(Data to use)
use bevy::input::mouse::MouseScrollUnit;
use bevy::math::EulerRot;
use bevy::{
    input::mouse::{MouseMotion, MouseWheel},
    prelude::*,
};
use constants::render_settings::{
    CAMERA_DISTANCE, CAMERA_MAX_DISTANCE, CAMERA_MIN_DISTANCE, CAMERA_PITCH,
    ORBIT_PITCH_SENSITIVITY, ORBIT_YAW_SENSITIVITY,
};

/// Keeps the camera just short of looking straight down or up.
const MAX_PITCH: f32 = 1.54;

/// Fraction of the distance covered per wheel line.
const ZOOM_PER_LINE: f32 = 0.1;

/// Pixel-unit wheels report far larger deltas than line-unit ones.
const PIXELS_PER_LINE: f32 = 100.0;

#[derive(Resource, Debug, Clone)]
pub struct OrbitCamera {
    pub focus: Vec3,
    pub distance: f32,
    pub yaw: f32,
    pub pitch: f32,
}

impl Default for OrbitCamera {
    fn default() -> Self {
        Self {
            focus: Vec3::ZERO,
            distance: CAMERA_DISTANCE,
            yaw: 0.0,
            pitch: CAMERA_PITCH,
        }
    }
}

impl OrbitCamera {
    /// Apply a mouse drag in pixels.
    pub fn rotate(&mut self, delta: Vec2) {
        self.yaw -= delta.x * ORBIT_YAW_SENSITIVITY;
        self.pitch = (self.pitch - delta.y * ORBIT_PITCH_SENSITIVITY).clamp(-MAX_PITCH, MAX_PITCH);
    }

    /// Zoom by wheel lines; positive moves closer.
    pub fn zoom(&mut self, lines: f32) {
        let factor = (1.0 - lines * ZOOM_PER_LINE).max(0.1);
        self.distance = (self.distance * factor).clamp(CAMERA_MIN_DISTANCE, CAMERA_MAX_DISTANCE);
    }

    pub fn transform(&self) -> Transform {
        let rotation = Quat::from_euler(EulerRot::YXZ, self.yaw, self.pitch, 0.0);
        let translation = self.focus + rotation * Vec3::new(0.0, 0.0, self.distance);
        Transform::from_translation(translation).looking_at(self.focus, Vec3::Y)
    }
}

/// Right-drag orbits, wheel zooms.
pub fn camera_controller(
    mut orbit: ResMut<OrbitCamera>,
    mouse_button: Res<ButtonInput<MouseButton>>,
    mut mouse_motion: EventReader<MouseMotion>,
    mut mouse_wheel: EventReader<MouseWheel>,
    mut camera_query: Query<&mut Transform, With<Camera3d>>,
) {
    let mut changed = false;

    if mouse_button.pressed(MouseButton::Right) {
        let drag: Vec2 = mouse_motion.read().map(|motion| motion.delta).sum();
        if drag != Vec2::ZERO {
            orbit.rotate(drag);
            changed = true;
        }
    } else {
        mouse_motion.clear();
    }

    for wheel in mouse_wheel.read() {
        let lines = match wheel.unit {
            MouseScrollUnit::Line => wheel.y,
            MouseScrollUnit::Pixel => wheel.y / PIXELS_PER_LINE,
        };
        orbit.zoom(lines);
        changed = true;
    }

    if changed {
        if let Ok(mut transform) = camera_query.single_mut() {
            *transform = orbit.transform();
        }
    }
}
(End Data to use)
(Data to use)
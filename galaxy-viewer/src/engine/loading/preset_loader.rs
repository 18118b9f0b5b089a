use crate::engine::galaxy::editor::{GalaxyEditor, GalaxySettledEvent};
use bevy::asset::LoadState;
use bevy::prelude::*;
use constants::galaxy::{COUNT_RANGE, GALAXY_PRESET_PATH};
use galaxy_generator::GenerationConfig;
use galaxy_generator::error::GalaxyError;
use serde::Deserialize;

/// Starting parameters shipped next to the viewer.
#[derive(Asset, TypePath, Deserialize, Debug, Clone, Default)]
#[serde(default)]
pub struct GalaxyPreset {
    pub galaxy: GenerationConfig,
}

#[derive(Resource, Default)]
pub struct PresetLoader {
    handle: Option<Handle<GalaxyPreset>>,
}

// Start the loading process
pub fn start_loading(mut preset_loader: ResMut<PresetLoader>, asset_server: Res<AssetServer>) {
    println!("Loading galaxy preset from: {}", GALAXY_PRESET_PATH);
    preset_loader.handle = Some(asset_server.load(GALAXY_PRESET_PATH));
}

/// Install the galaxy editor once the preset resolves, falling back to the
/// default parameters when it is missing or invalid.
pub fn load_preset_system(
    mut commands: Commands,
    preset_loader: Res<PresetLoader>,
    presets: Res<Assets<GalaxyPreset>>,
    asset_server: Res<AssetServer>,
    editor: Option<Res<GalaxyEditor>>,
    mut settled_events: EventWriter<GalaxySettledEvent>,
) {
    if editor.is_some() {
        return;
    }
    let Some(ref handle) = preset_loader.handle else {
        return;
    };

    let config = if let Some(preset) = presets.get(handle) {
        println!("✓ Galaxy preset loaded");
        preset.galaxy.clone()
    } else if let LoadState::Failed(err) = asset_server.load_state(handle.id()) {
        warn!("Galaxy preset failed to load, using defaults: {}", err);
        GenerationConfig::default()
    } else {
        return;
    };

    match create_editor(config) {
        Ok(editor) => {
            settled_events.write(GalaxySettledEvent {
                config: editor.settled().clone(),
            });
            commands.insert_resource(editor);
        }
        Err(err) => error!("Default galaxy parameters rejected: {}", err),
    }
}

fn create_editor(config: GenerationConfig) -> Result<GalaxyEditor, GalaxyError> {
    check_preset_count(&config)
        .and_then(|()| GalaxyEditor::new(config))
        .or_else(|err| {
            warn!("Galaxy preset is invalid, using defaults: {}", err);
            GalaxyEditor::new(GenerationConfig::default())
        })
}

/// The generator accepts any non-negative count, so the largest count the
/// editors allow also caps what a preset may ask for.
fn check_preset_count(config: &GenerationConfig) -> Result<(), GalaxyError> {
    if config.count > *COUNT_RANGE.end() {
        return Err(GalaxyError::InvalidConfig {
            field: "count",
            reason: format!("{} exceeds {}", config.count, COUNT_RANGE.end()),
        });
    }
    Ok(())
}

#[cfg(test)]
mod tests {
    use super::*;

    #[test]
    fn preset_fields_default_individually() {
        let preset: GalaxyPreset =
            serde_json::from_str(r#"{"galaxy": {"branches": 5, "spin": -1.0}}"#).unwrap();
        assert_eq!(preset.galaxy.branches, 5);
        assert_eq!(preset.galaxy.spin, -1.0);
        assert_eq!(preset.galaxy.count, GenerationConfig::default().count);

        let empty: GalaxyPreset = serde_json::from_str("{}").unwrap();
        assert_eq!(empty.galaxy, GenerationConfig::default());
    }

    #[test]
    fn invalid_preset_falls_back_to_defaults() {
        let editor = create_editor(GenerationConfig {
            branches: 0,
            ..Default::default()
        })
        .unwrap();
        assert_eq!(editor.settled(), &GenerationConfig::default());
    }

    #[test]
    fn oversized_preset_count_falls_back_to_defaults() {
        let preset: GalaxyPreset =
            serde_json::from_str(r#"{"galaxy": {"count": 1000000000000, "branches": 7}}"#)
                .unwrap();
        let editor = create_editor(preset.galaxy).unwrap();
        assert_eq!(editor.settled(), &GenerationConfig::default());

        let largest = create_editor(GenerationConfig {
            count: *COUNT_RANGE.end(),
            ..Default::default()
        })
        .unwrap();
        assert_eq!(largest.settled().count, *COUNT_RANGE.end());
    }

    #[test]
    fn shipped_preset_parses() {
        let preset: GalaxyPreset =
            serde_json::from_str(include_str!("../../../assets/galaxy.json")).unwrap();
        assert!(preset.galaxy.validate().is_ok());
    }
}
(End Data to use)
● Activity:
Using the records above, copy all lines that include the word "AssetServer".

● Problem solution:
pub fn start_loading(mut preset_loader: ResMut<PresetLoader>, asset_server: Res<AssetServer>) {
    asset_server: Res<AssetServer>,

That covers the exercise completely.